Canton had two more power play chances, including a brief 5-on-3 chance with just over three minutes to go, but the Dogs couldn’t add to their lead.
Mansfield’s best chance came when the Hornets killed off their third penalty. Senior Adam Anastos came out of the box, took a feed from Cullin Anastaia as he entered the zone, and then center a pass back to Anastasia but his tip effort sailed just wide of the post.
“I’m not sure what exactly happened in the second period, we had such a great first period, we came out with energy,” said Mansfield head coach Mike Balzarini. “Their first few shifts kind of set the tone, then we settled down and stuck to the gameplan. I can’t remember a time since I started here that we only had one shot on net in the period. But we had to kill three penalties in that second period, we played shorthanded for six minutes. That sort of gave us some life toward the end of the period and we had that late chance.
“I thought we had a better third period but Canton is a good team, they play every single shift and they play 200 feet.”
Canton senior Jack Goyetch nearly doubled the Bulldogs’ lead two minutes into the final period when he redirected a shot from Jack Connelly but Mansfield sophomore Sean McCafferty made a terrific glove save.
But the Bulldogs continued to put pressure as Goyetch and Mike Dadasis linked up before finding Bubba McNeice in front for a one-timer to make it 2-0. Canton cashed in on its fourth power play attempt with 9:20 left in the game.

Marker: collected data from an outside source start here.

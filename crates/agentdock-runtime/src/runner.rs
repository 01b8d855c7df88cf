// ABOUTME: The agent run loop: drives a model through tool calls, delegation, and transfer.
// ABOUTME: One Runner per app; every step of a run is emitted as a RunEvent on the session.

use std::collections::HashMap;
use std::future::Future;
use std::pin::Pin;
use std::sync::Arc;

use serde_json::{json, Value};

use agentdock_core::agent::{AgentDef, TRANSFER_TOOL};
use agentdock_core::{AgentApp, RunEventPayload, TranscriptMessage};

use crate::providers::create_runtime;
use crate::runtime::{
    ChatMessage, ChatPart, ChatRole, FunctionCall, ModelError, ModelReply, ModelRequest,
    ModelRuntime, ReplyPart,
};
use crate::service::SessionHandle;
use crate::tools::ToolRegistry;

/// How many model round-trips a single invocation may take before it is
/// aborted.
pub const DEFAULT_MAX_ITERATIONS: usize = 10;

/// Errors that can occur while running an invocation.
#[derive(Debug, thiserror::Error)]
pub enum RunError {
    #[error("model error: {0}")]
    Model(#[from] ModelError),

    #[error("unknown agent: {0}")]
    UnknownAgent(String),

    #[error("'{target}' is not a sub-agent of '{agent}'")]
    InvalidTransfer { agent: String, target: String },

    #[error("agent '{agent}' exceeded {limit} reasoning iterations")]
    IterationLimit { agent: String, limit: usize },

    #[error("a run is already active for this session")]
    SessionBusy,
}

/// Executes invocations of one agent app. Holds a model runtime per agent
/// (agents may use different models) and the function-tool registry.
pub struct Runner {
    app: Arc<AgentApp>,
    registry: Arc<ToolRegistry>,
    runtimes: HashMap<String, Arc<dyn ModelRuntime>>,
    max_iterations: usize,
}

impl Runner {
    /// Build a runner for an app, creating one runtime per agent from the
    /// given provider. Each agent's model resolves from its own definition,
    /// then the app manifest, then `default_model`.
    pub fn from_provider(
        app: Arc<AgentApp>,
        registry: Arc<ToolRegistry>,
        provider: &str,
        default_model: Option<&str>,
    ) -> Result<Self, ModelError> {
        let provider = app
            .manifest
            .provider
            .name
            .as_deref()
            .unwrap_or(provider)
            .to_string();

        let mut runtimes = HashMap::new();
        for agent in &app.graph.agents {
            let model = agent
                .model
                .clone()
                .or_else(|| app.manifest.provider.model.clone())
                .or_else(|| default_model.map(String::from));
            let runtime = create_runtime(&provider, model.as_deref())?;
            runtimes.insert(agent.name.clone(), runtime);
        }

        Ok(Self {
            app,
            registry,
            runtimes,
            max_iterations: DEFAULT_MAX_ITERATIONS,
        })
    }

    /// Build a runner that uses a single runtime for every agent. Used by
    /// tests with a stub runtime.
    pub fn with_runtime(
        app: Arc<AgentApp>,
        registry: Arc<ToolRegistry>,
        runtime: Arc<dyn ModelRuntime>,
    ) -> Self {
        let runtimes = app
            .graph
            .agents
            .iter()
            .map(|a| (a.name.clone(), Arc::clone(&runtime)))
            .collect();
        Self {
            app,
            registry,
            runtimes,
            max_iterations: DEFAULT_MAX_ITERATIONS,
        }
    }

    /// Override the iteration bound.
    pub fn max_iterations(mut self, limit: usize) -> Self {
        self.max_iterations = limit;
        self
    }

    /// Run one user message against the app. Claims the session for the
    /// duration; a concurrent run is rejected with SessionBusy. Returns the
    /// final response text.
    pub async fn run(&self, session: &SessionHandle, text: &str) -> Result<String, RunError> {
        if !session.try_begin_run() {
            return Err(RunError::SessionBusy);
        }

        let result = self.run_inner(session, text).await;

        if let Err(ref e) = result {
            tracing::error!(session_id = %session.session_id, error = %e, "run failed");
            session
                .emit(RunEventPayload::RunFailed {
                    error: e.to_string(),
                })
                .await;
        }

        session.end_run();
        result
    }

    async fn run_inner(&self, session: &SessionHandle, text: &str) -> Result<String, RunError> {
        session
            .emit(RunEventPayload::UserMessageAppended {
                message: TranscriptMessage::from_user(text.to_string()),
            })
            .await;

        // Seed the working history from the transcript, which now includes
        // the message just appended. Each invocation starts at the root.
        let history: Vec<ChatMessage> = {
            let state = session.read_state().await;
            state
                .transcript
                .iter()
                .map(|m| {
                    if m.is_user() {
                        ChatMessage::user_text(&m.content)
                    } else {
                        ChatMessage::model_text(&m.content)
                    }
                })
                .collect()
        };

        let root = self.lookup(&self.app.graph.root_agent)?;
        let (final_text, final_agent) = self.drive(session, root, history, true).await?;

        let message = TranscriptMessage::new(final_agent, final_text.clone());
        session
            .emit(RunEventPayload::FinalResponse { message })
            .await;

        Ok(final_text)
    }

    /// Drive one agent (and whatever it transfers to) until a reply with no
    /// function calls arrives. Returns the final text and the name of the
    /// agent that produced it.
    async fn drive(
        &self,
        session: &SessionHandle,
        start: &AgentDef,
        mut history: Vec<ChatMessage>,
        allow_transfer: bool,
    ) -> Result<(String, String), RunError> {
        let mut active = start;
        session
            .emit(RunEventPayload::AgentTurnStarted {
                agent: active.name.clone(),
            })
            .await;

        for _ in 0..self.max_iterations {
            let reply = self.step(active, &history).await?;

            let text = reply.text();
            if !text.is_empty() {
                session
                    .emit(RunEventPayload::TextEmitted {
                        agent: active.name.clone(),
                        text: text.clone(),
                    })
                    .await;
            }

            if !reply.has_calls() {
                return Ok((text, active.name.clone()));
            }

            history.push(model_turn(&reply));

            let mut responses = Vec::new();
            let mut next_agent = None;
            for call in reply.calls() {
                let (output, transfer) = self
                    .dispatch_call(session, active, call, allow_transfer)
                    .await?;
                responses.push(ChatPart::FunctionResponse {
                    call_id: call.call_id.clone(),
                    name: call.name.clone(),
                    response: output,
                });
                if transfer.is_some() {
                    next_agent = transfer;
                }
            }
            history.push(ChatMessage {
                role: ChatRole::User,
                parts: responses,
            });

            if let Some(name) = next_agent {
                active = self.lookup(&name)?;
                session
                    .emit(RunEventPayload::AgentTurnStarted {
                        agent: active.name.clone(),
                    })
                    .await;
            }
        }

        Err(RunError::IterationLimit {
            agent: active.name.clone(),
            limit: self.max_iterations,
        })
    }

    /// Resolve one function call. Returns the tool output to feed back and,
    /// for transfers, the name of the agent taking over.
    async fn dispatch_call(
        &self,
        session: &SessionHandle,
        agent: &AgentDef,
        call: &FunctionCall,
        allow_transfer: bool,
    ) -> Result<(Value, Option<String>), RunError> {
        if call.name == TRANSFER_TOOL {
            if !allow_transfer {
                // Agents running as tools answer their caller; they cannot
                // take over the conversation.
                return Ok((
                    json!({"error": "transfer_to_agent is not available to agents running as tools"}),
                    None,
                ));
            }
            let target = call
                .args
                .get("agent_name")
                .and_then(|v| v.as_str())
                .unwrap_or_default()
                .to_string();
            if !agent.sub_agents.iter().any(|s| s == &target) {
                return Err(RunError::InvalidTransfer {
                    agent: agent.name.clone(),
                    target,
                });
            }
            session
                .emit(RunEventPayload::AgentTransferred {
                    from: agent.name.clone(),
                    to: target.clone(),
                })
                .await;
            return Ok((
                json!({"status": "transferred", "active_agent": target}),
                Some(target),
            ));
        }

        session
            .emit(RunEventPayload::ToolCallStarted {
                agent: agent.name.clone(),
                tool: call.name.clone(),
                args: call.args.clone(),
            })
            .await;

        let output = if agent.agent_tools.iter().any(|a| a == &call.name) {
            let request = call
                .args
                .get("request")
                .and_then(|v| v.as_str())
                .map(String::from)
                .unwrap_or_else(|| call.args.to_string());
            let target = self.lookup(&call.name)?;
            let result = self.run_subagent(session, target, request).await?;
            json!({ "result": result })
        } else {
            match self.registry.get(&call.name) {
                Some(handler) => handler
                    .call(call.args.clone())
                    .await
                    .unwrap_or_else(|e| json!({ "error": e.to_string() })),
                None => json!({ "error": format!("unknown tool '{}'", call.name) }),
            }
        };

        session
            .emit(RunEventPayload::ToolCallFinished {
                agent: agent.name.clone(),
                tool: call.name.clone(),
                output: output.clone(),
            })
            .await;

        Ok((output, None))
    }

    /// Run an agent as a tool: it gets the request as its own conversation,
    /// uses its own tools, and its final text is the tool result. Boxed
    /// because agent-tools may nest.
    fn run_subagent<'a>(
        &'a self,
        session: &'a SessionHandle,
        agent: &'a AgentDef,
        request: String,
    ) -> Pin<Box<dyn Future<Output = Result<String, RunError>> + Send + 'a>> {
        Box::pin(async move {
            let history = vec![ChatMessage::user_text(request)];
            let (text, _) = self.drive(session, agent, history, false).await?;
            Ok(text)
        })
    }

    async fn step(
        &self,
        agent: &AgentDef,
        history: &[ChatMessage],
    ) -> Result<ModelReply, RunError> {
        let runtime = self
            .runtimes
            .get(&agent.name)
            .ok_or_else(|| RunError::UnknownAgent(agent.name.clone()))?;

        let request = self.build_request(agent, history);
        tracing::debug!(
            agent = %agent.name,
            model = runtime.model_name(),
            tools = request.tools.len(),
            "model step"
        );

        Ok(runtime.generate(&request).await?)
    }

    /// Assemble the model request for one agent: its instruction as the
    /// system prompt, the shared history, and its reachable tools.
    fn build_request(&self, agent: &AgentDef, history: &[ChatMessage]) -> ModelRequest {
        let mut tools = self.registry.declarations_for(agent.function_tools());

        for name in &agent.agent_tools {
            if let Some(def) = self.app.graph.resolve(name) {
                tools.push(agent_tool_declaration(def));
            }
        }

        if !agent.sub_agents.is_empty() {
            tools.push(transfer_declaration(&agent.sub_agents));
        }

        ModelRequest {
            system: agent.instruction.clone(),
            messages: history.to_vec(),
            tools,
            native_search: agent.uses_native_search(),
        }
    }

    fn lookup(&self, name: &str) -> Result<&AgentDef, RunError> {
        self.app
            .graph
            .resolve(name)
            .ok_or_else(|| RunError::UnknownAgent(name.to_string()))
    }
}

/// Re-express a model reply as a history message.
fn model_turn(reply: &ModelReply) -> ChatMessage {
    let parts = reply
        .parts
        .iter()
        .map(|part| match part {
            ReplyPart::Text(t) => ChatPart::Text(t.clone()),
            ReplyPart::Call(c) => ChatPart::FunctionCall {
                call_id: c.call_id.clone(),
                name: c.name.clone(),
                args: c.args.clone(),
            },
        })
        .collect();
    ChatMessage {
        role: ChatRole::Model,
        parts,
    }
}

/// Declaration exposing a peer agent as a callable tool.
fn agent_tool_declaration(agent: &AgentDef) -> Value {
    let description = if agent.description.is_empty() {
        format!(
            "Delegate a request to the {} agent and receive its reply.",
            agent.name
        )
    } else {
        agent.description.clone()
    };
    json!({
        "name": agent.name,
        "description": description,
        "parameters": {
            "type": "object",
            "properties": {
                "request": {
                    "type": "string",
                    "description": "The request to send to this agent."
                }
            },
            "required": ["request"]
        }
    })
}

/// Declaration of the transfer function offered to agents with sub-agents.
fn transfer_declaration(sub_agents: &[String]) -> Value {
    json!({
        "name": TRANSFER_TOOL,
        "description": "Hand the conversation to one of your sub-agents. The chosen agent takes over and responds to the user.",
        "parameters": {
            "type": "object",
            "properties": {
                "agent_name": {
                    "type": "string",
                    "enum": sub_agents
                }
            },
            "required": ["agent_name"]
        }
    })
}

Mansfield won the faceoff clean straight back, but McNeice was first to the loose puck and fired a centering pass to Goyetch for a tap-in.
The Hornets struck back just 17 seconds after Canton’s third goal. Fresh out of a timeout, Mansfield had a strong attacking zone possession before sophomore Joseph Troiano stepped into a loose puck and fired one into the back of the net.
“I have nothing but respect for Brian and what he’s done with Canton,” Balzarini said. Both Balzarini (’93) and Shuman (’98) graduated from Catholic Memorial. “It’s bittersweet for him to get the 200th win against us, but him being a CM guy, I like Brian a lot, he’s a really good coach and he deserves it.”
Canton boys hockey (7-0-0 Hockomock, 10-1-4 overall) is back in action on Wednesday when it hosts Franklin in a clash of Davenport and Kelley-Rex division champions. Mansfield (5-2-2, 7-5-4) will try to bounce back in a week when it travels to Brockton.